#### WHAT YOU SHOULD DO
What lines in the data below mention the string "SessionTable"? Copy them out.

(Recorded data)
//! A distributor node: its services, session table and inbound dispatcher.

use noscalp_core::FlowConfig;
use noscalp_crypto::PartySigner;
use noscalp_domain::FinalizedTransaction;
use noscalp_identity::{IdentityResolver, LegalName, Party};
use std::collections::HashMap;
use std::sync::{Arc, Mutex, PoisonError};
use tokio::sync::mpsc;
use tokio::task::JoinHandle;
use tracing::{debug, info, warn};
use uuid::Uuid;

use crate::error::{FlowError, FlowResult, TransportError};
use crate::initiator::{DistributionRequest, Initiator};
use crate::messages::{Envelope, FlowMessage};
use crate::notary::FinalityService;
use crate::progress::{self, FlowState, ProgressObserver};
use crate::responder::Responder;
use crate::transport::{Inbox, Transport};
use crate::vault::Vault;

/// Everything a protocol run needs from its hosting node.
pub struct NodeServices {
    pub identity: Party,
    pub signer: Arc<PartySigner>,
    pub directory: Arc<dyn IdentityResolver>,
    pub transport: Arc<dyn Transport>,
    pub finality: Arc<dyn FinalityService>,
    pub vault: Arc<Vault>,
    pub config: FlowConfig,
    pub observer: Option<Arc<dyn ProgressObserver>>,
}

impl NodeServices {
    pub fn new(
        name: LegalName,
        signer: Arc<PartySigner>,
        directory: Arc<dyn IdentityResolver>,
        transport: Arc<dyn Transport>,
        finality: Arc<dyn FinalityService>,
    ) -> Self {
        Self {
            identity: Party::new(name, signer.public_key()),
            signer,
            directory,
            transport,
            finality,
            vault: Arc::new(Vault::new()),
            config: FlowConfig::default(),
            observer: None,
        }
    }

    pub fn with_config(mut self, config: FlowConfig) -> Self {
        self.config = config;
        self
    }

    pub fn with_observer(mut self, observer: Arc<dyn ProgressObserver>) -> Self {
        self.observer = Some(observer);
        self
    }

    pub(crate) fn report(&self, session_id: Uuid, state: FlowState) {
        progress::report(self.observer.as_deref(), session_id, state);
    }

    pub(crate) async fn send(
        &self,
        session_id: Uuid,
        recipient: &LegalName,
        message: FlowMessage,
    ) -> Result<(), TransportError> {
        let envelope = Envelope::new(session_id, self.identity.clone(), recipient.clone(), message);
        self.transport.send(envelope).await
    }
}

pub(crate) enum Delivery {
    Delivered,
    /// The session exists but its run has stopped listening
    Closed,
    NoSession(Envelope),
}

/// Open sessions of a node, keyed by session id.
#[derive(Debug, Default)]
pub(crate) struct SessionTable {
    sessions: Mutex<HashMap<Uuid, mpsc::UnboundedSender<Envelope>>>,
}

impl SessionTable {
    /// Opens `session_id`, or returns `None` if it is already open.
    pub(crate) fn open(
        self: &Arc<Self>,
        session_id: Uuid,
    ) -> Option<(SessionGuard, mpsc::UnboundedReceiver<Envelope>)> {
        let mut sessions = self.sessions.lock().unwrap_or_else(PoisonError::into_inner);
        if sessions.contains_key(&session_id) {
            return None;
        }
        let (tx, rx) = mpsc::unbounded_channel();
        sessions.insert(session_id, tx);
        let guard = SessionGuard {
            table: Arc::clone(self),
            session_id,
        };
        Some((guard, rx))
    }

    pub(crate) fn deliver(&self, envelope: Envelope) -> Delivery {
        let sessions = self.sessions.lock().unwrap_or_else(PoisonError::into_inner);
        match sessions.get(&envelope.session_id) {
            Some(tx) => match tx.send(envelope) {
                Ok(()) => Delivery::Delivered,
                Err(_) => Delivery::Closed,
            },
            None => Delivery::NoSession(envelope),
        }
    }

    pub(crate) fn len(&self) -> usize {
        self.sessions
            .lock()
            .unwrap_or_else(PoisonError::into_inner)
            .len()
    }

    fn close(&self, session_id: &Uuid) {
        self.sessions
            .lock()
            .unwrap_or_else(PoisonError::into_inner)
            .remove(session_id);
    }
}

/// Closes its session when the owning run finishes.
#[derive(Debug)]
pub(crate) struct SessionGuard {
    table: Arc<SessionTable>,
    session_id: Uuid,
}

impl SessionGuard {
    pub(crate) fn id(&self) -> Uuid {
        self.session_id
    }
}

impl Drop for SessionGuard {
    fn drop(&mut self) {
        self.table.close(&self.session_id);
    }
}

/// A running distributor node.
///
/// Dropping the node stops its dispatcher; runs already in flight keep going
/// until they finish or time out.
pub struct FlowNode {
    services: Arc<NodeServices>,
    sessions: Arc<SessionTable>,
    dispatcher: JoinHandle<()>,
}

impl FlowNode {
    /// Starts the dispatcher for `inbox`. Must be called inside a tokio runtime.
    pub fn start(services: NodeServices, inbox: Inbox) -> Self {
        let services = Arc::new(services);
        let sessions = Arc::new(SessionTable::default());
        let dispatcher = tokio::spawn(dispatch(
            Arc::clone(&services),
            Arc::clone(&sessions),
            inbox,
        ));
        info!(node = %services.identity.name, key_id = %services.identity.owning_key.key_id(), "Node started");
        Self {
            services,
            sessions,
            dispatcher,
        }
    }

    pub fn identity(&self) -> &Party {
        &self.services.identity
    }

    pub fn services(&self) -> &Arc<NodeServices> {
        &self.services
    }

    pub fn vault(&self) -> &Arc<Vault> {
        &self.services.vault
    }

    pub fn open_sessions(&self) -> usize {
        self.sessions.len()
    }

    /// Spawns an initiator run and returns its session id and handle.
    pub fn start_distribution(
        &self,
        request: DistributionRequest,
    ) -> (Uuid, JoinHandle<FlowResult<FinalizedTransaction>>) {
        let session_id = Uuid::new_v4();
        let initiator = Initiator::new(
            Arc::clone(&self.services),
            Arc::clone(&self.sessions),
            session_id,
        );
        (session_id, tokio::spawn(initiator.run(request)))
    }

    /// Runs the initiator to completion.
    pub async fn run_distribution(
        &self,
        request: DistributionRequest,
    ) -> FlowResult<FinalizedTransaction> {
        let (session_id, handle) = self.start_distribution(request);
        handle.await.map_err(|e| {
            FlowError::Protocol(format!("run {} did not complete: {}", session_id, e))
        })?
    }
}

impl Drop for FlowNode {
    fn drop(&mut self) {
        self.dispatcher.abort();
    }
}

async fn dispatch(services: Arc<NodeServices>, sessions: Arc<SessionTable>, mut inbox: Inbox) {
    while let Some(bytes) = inbox.recv().await {
        let envelope = match Envelope::decode(&bytes) {
            Ok(envelope) => envelope,
            Err(e) => {
                warn!(node = %services.identity.name, error = %e, "Dropping undecodable envelope");
                continue;
            }
        };
        if envelope.recipient != services.identity.name {
            warn!(
                node = %services.identity.name,
                recipient = %envelope.recipient,
                "Dropping misaddressed envelope"
            );
            continue;
        }

        let session_id = envelope.session_id;
        let envelope = match sessions.deliver(envelope) {
            Delivery::Delivered => continue,
            Delivery::Closed => {
                debug!(session_id = %session_id, "Session already finished, dropping envelope");
                continue;
            }
            Delivery::NoSession(envelope) => envelope,
        };

        if !matches!(envelope.message, FlowMessage::Proposal { .. }) {
            warn!(
                session_id = %session_id,
                kind = envelope.message.kind(),
                from = %envelope.sender.name,
                "No open session for envelope"
            );
            continue;
        }
        match sessions.open(session_id) {
            Some((guard, inbound)) => {
                let responder = Responder::new(Arc::clone(&services), guard, inbound);
                tokio::spawn(responder.run(envelope));
            }
            None => warn!(session_id = %session_id, "Session opened concurrently, dropping proposal"),
        }
    }
    debug!(node = %services.identity.name, "Inbox closed, dispatcher stopping");
}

#### RESULT FOR THIS EXERCISE
pub(crate) struct SessionTable {
impl SessionTable {
    table: Arc<SessionTable>,
    sessions: Arc<SessionTable>,
        let sessions = Arc::new(SessionTable::default());
async fn dispatch(services: Arc<NodeServices>, sessions: Arc<SessionTable>, mut inbox: Inbox) {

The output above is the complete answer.